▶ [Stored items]
<<<<

//! Money calculation utilities using rust_decimal for precision
//!
//! All arithmetic is done in `Decimal`. Amounts are persisted as integer
//! cents since SQLite has no exact decimal column type.

use rust_decimal::prelude::*;

/// Rounding strategy for monetary values (2 decimal places, half away from zero)
pub const DECIMAL_PLACES: u32 = 2;

/// Maximum allowed price per item (1,000,000)
pub const MAX_PRICE: Decimal = Decimal::from_parts(1_000_000, 0, 0, false, 0);

/// Round to currency precision
#[inline]
pub fn round_money(value: Decimal) -> Decimal {
    value.round_dp_with_strategy(DECIMAL_PLACES, RoundingStrategy::MidpointAwayFromZero)
}

/// Convert a currency amount to integer cents, `None` on overflow
pub fn to_cents(value: Decimal) -> Option<i64> {
    (round_money(value) * Decimal::ONE_HUNDRED).to_i64()
}

pub fn from_cents(cents: i64) -> Decimal {
    Decimal::new(cents, DECIMAL_PLACES)
}

/// Parse a decimal rate stored as text ("1.50", "20")
pub fn parse_rate(raw: &str) -> Result<Decimal, rust_decimal::Error> {
    Decimal::from_str(raw.trim())
}

#[cfg(test)]
mod tests {
    use super::*;

    #[test]
    fn test_round_half_away_from_zero() {
        assert_eq!(round_money(Decimal::new(1005, 3)), Decimal::new(101, 2));
        assert_eq!(round_money(Decimal::new(1004, 3)), Decimal::new(100, 2));
    }

    #[test]
    fn test_cents_conversion() {
        assert_eq!(to_cents(Decimal::new(2050, 2)), Some(2050));
        assert_eq!(to_cents(Decimal::new(3, 0)), Some(300));
        assert_eq!(from_cents(1999), Decimal::new(1999, 2));
        assert_eq!(from_cents(to_cents(Decimal::new(12345, 3)).unwrap()), Decimal::new(1235, 2));
    }

    #[test]
    fn test_parse_rate() {
        assert_eq!(parse_rate("1.50").unwrap(), Decimal::new(150, 2));
        assert_eq!(parse_rate(" 20 ").unwrap(), Decimal::from(20));
        assert!(parse_rate("abc").is_err());
    }
}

>>>>

▶ [Assigned task] Copy exactly the lines that run from the first line of the data to the line containing "pub const MAX_PRICE: Decimal", please, with both ends included and nothing else.

▶ [Exercise answer]
//! Money calculation utilities using rust_decimal for precision
//!
//! All arithmetic is done in `Decimal`. Amounts are persisted as integer
//! cents since SQLite has no exact decimal column type.

use rust_decimal::prelude::*;

/// Rounding strategy for monetary values (2 decimal places, half away from zero)
pub const DECIMAL_PLACES: u32 = 2;

/// Maximum allowed price per item (1,000,000)
pub const MAX_PRICE: Decimal = Decimal::from_parts(1_000_000, 0, 0, false, 0);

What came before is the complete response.